Even if it was its own tenant paying a long-term €400K, which it has done since 2002, the value of the car park comes to €2.66M - €4M short again.
“Whatever the deal that was struck I can’t see it being anything other than worthless on the current figures,” says another expert.
“If you were to buy it you would really need to make a go of it but at that price... who would have the money left over? They [a buyer] would have to get something else out of it, promote it, change the set-up completely to get something out of it and it’s right in the centre of town.”

Buy-out
At the last council meeting, members heard that the decision to buy the ‘white elephant’ was down to several factors - with the contract previously being described as ‘cast-iron’ - but sinking €500K of dead rent money into it was not an option.
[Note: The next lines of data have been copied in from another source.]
//! Candidate selection policies
//!
//! The DK service can return several reports for one name and several batches
//! for one report. Which one gets migrated is decided here, by a named policy,
//! rather than by indexing into whatever list came back.

use crate::domain::SourceError;
use serde::{Deserialize, Serialize};
use std::fmt;
use std::str::FromStr;

/// How to pick one candidate out of a lookup result
#[derive(Debug, Clone, Copy, PartialEq, Eq, Default, Serialize, Deserialize)]
#[serde(rename_all = "lowercase")]
pub enum SelectionPolicy {
    /// Take the first candidate in service order
    #[default]
    First,
    /// Take the last candidate in service order
    Last,
    /// Require exactly one candidate
    Unique,
}

impl SelectionPolicy {
    /// Pick one candidate
    ///
    /// Returns `Ok(None)` when there are no candidates, leaving the caller to
    /// decide which "not found" error applies.
    ///
    /// # Errors
    ///
    /// [`SourceError::Ambiguous`] when the policy is `Unique` and more than one
    /// candidate is present.
    ///
    /// # Examples
    ///
    /// ```
    /// use dkbridge::core::resolve::SelectionPolicy;
    ///
    /// let picked = SelectionPolicy::First.select("batch", vec!["B2", "B1"]).unwrap();
    /// assert_eq!(picked, Some("B2"));
    /// ```
    pub fn select<T>(&self, what: &str, candidates: Vec<T>) -> Result<Option<T>, SourceError> {
        let count = candidates.len();
        match self {
            SelectionPolicy::First => Ok(candidates.into_iter().next()),
            SelectionPolicy::Last => Ok(candidates.into_iter().next_back()),
            SelectionPolicy::Unique if count > 1 => Err(SourceError::Ambiguous {
                what: what.to_string(),
                count,
            }),
            SelectionPolicy::Unique => Ok(candidates.into_iter().next()),
        }
    }

    pub fn as_str(&self) -> &'static str {
        match self {
            SelectionPolicy::First => "first",
            SelectionPolicy::Last => "last",
            SelectionPolicy::Unique => "unique",
        }
    }
}

impl fmt::Display for SelectionPolicy {
    fn fmt(&self, f: &mut fmt::Formatter<'_>) -> fmt::Result {
        f.write_str(self.as_str())
    }
}

impl FromStr for SelectionPolicy {
    type Err = String;

    fn from_str(s: &str) -> Result<Self, Self::Err> {
        match s.to_lowercase().as_str() {
            "first" => Ok(Self::First),
            "last" => Ok(Self::Last),
            "unique" => Ok(Self::Unique),
            _ => Err(format!(
                "Invalid selection policy: {s}. Expected 'first', 'last' or 'unique'"
            )),
        }
    }
}

#[cfg(test)]
mod tests {
    use super::*;
    use test_case::test_case;

    #[test_case(SelectionPolicy::First, vec![1, 2, 3], Some(1) ; "first of many")]
    #[test_case(SelectionPolicy::Last, vec![1, 2, 3], Some(3) ; "last of many")]
    #[test_case(SelectionPolicy::Unique, vec![7], Some(7) ; "unique of one")]
    #[test_case(SelectionPolicy::First, vec![], None ; "first of none")]
    #[test_case(SelectionPolicy::Unique, vec![], None ; "unique of none")]
    fn test_select(policy: SelectionPolicy, candidates: Vec<i32>, expected: Option<i32>) {
        assert_eq!(policy.select("report", candidates).unwrap(), expected);
    }

    #[test]
    fn test_unique_rejects_many() {
        let err = SelectionPolicy::Unique
            .select("report", vec!["R1", "R2"])
            .unwrap_err();
        assert!(matches!(err, SourceError::Ambiguous { count: 2, .. }));
    }

    #[test]
    fn test_from_str_round_trip() {
        for policy in [
            SelectionPolicy::First,
            SelectionPolicy::Last,
            SelectionPolicy::Unique,
        ] {
            assert_eq!(policy.as_str().parse::<SelectionPolicy>().unwrap(), policy);
        }
        assert!("newest".parse::<SelectionPolicy>().is_err());
    }
}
The decision to activate the €6.7M buy-out, councillors were told, represented the best option from a 2001 deal agreed in “different times”.
At the current rate of income it would take the council, without any overheads, 103 years to recoup the buy-out fee alone, not including the €5M already paid in rent and overheads.
The council would have been forced to pay €8M if they did not exercise the buy-out option, such is the strength of the contract with the Virginia Consortium - apparently a group of individuals and not a limited company, with addresses in Dublin, Sligo, Limerick and Wicklow - and will now look at specialist tax relief on the purchase to ease the burden.